▸ Records shown:
• • • •
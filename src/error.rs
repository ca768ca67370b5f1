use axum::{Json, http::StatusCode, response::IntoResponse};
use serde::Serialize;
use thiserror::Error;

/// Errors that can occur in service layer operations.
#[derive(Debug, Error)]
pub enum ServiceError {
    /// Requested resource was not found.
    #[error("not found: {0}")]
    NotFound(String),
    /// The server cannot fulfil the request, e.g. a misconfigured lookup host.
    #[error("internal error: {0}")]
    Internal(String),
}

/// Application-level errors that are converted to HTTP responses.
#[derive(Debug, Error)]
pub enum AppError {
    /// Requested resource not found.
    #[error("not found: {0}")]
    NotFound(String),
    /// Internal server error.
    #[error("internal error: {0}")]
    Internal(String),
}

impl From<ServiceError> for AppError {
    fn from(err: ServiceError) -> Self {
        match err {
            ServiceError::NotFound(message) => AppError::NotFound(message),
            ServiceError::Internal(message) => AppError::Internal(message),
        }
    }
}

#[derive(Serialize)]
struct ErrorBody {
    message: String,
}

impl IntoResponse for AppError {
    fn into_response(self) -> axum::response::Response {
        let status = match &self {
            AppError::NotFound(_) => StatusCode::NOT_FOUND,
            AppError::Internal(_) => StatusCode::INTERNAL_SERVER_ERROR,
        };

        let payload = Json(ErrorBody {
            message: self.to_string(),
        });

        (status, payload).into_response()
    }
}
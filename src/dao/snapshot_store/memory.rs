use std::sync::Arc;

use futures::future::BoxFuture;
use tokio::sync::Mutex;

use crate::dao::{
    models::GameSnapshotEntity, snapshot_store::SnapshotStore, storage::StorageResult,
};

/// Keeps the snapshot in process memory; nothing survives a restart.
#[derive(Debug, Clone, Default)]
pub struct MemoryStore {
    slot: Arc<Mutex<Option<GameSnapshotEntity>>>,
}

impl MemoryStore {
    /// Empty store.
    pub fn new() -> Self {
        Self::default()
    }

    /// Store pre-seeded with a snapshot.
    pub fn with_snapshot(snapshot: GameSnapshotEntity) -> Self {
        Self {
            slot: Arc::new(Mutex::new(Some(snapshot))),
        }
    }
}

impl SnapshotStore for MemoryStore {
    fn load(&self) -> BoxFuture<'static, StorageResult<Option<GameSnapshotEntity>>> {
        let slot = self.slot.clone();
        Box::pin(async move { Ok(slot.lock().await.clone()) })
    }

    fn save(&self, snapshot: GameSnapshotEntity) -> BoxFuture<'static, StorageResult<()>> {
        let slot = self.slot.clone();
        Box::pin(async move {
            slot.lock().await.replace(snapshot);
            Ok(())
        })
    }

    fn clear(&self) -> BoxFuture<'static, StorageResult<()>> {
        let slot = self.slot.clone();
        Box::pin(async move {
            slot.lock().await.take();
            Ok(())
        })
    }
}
• • • •
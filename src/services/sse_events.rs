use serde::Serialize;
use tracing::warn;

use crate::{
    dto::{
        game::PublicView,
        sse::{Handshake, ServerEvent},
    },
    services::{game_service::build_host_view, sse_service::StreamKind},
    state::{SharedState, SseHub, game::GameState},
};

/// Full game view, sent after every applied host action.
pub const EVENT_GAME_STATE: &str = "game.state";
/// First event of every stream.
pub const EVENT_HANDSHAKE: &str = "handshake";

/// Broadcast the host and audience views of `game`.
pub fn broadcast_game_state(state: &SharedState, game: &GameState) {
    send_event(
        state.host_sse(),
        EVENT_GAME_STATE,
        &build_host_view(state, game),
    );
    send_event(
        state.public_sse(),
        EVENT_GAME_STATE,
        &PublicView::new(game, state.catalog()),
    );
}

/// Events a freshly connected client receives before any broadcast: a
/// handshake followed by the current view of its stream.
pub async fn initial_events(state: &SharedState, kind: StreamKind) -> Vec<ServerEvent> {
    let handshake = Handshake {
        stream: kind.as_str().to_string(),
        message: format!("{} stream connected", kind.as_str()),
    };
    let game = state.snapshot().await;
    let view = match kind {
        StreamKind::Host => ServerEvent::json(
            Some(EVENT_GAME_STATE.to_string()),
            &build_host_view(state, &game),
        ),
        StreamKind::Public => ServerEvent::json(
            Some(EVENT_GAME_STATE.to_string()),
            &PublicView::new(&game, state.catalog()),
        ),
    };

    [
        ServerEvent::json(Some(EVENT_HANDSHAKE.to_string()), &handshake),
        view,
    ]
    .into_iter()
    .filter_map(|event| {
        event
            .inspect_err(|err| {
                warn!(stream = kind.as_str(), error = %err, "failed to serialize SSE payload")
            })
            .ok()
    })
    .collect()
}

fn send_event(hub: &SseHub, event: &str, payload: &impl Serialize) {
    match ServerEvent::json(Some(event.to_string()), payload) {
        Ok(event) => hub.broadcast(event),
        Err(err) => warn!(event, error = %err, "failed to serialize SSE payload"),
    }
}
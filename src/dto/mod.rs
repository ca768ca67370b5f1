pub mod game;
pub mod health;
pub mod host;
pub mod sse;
• • • •
▸ Exercise brief: Reproduce verbatim only the segment of the listing bounded by the line containing "fn send_event(hub: &SseHub, event: &str, payload: &impl" and the line containing "pub mod sse;", with both boundary lines included.

▸ Problem solution:
fn send_event(hub: &SseHub, event: &str, payload: &impl Serialize) {
    match ServerEvent::json(Some(event.to_string()), payload) {
        Ok(event) => hub.broadcast(event),
        Err(err) => warn!(event, error = %err, "failed to serialize SSE payload"),
    }
}
filename src/dto/mod.rs
repository ca768ca67370b5f1
pub mod game;
pub mod health;
pub mod host;
pub mod sse;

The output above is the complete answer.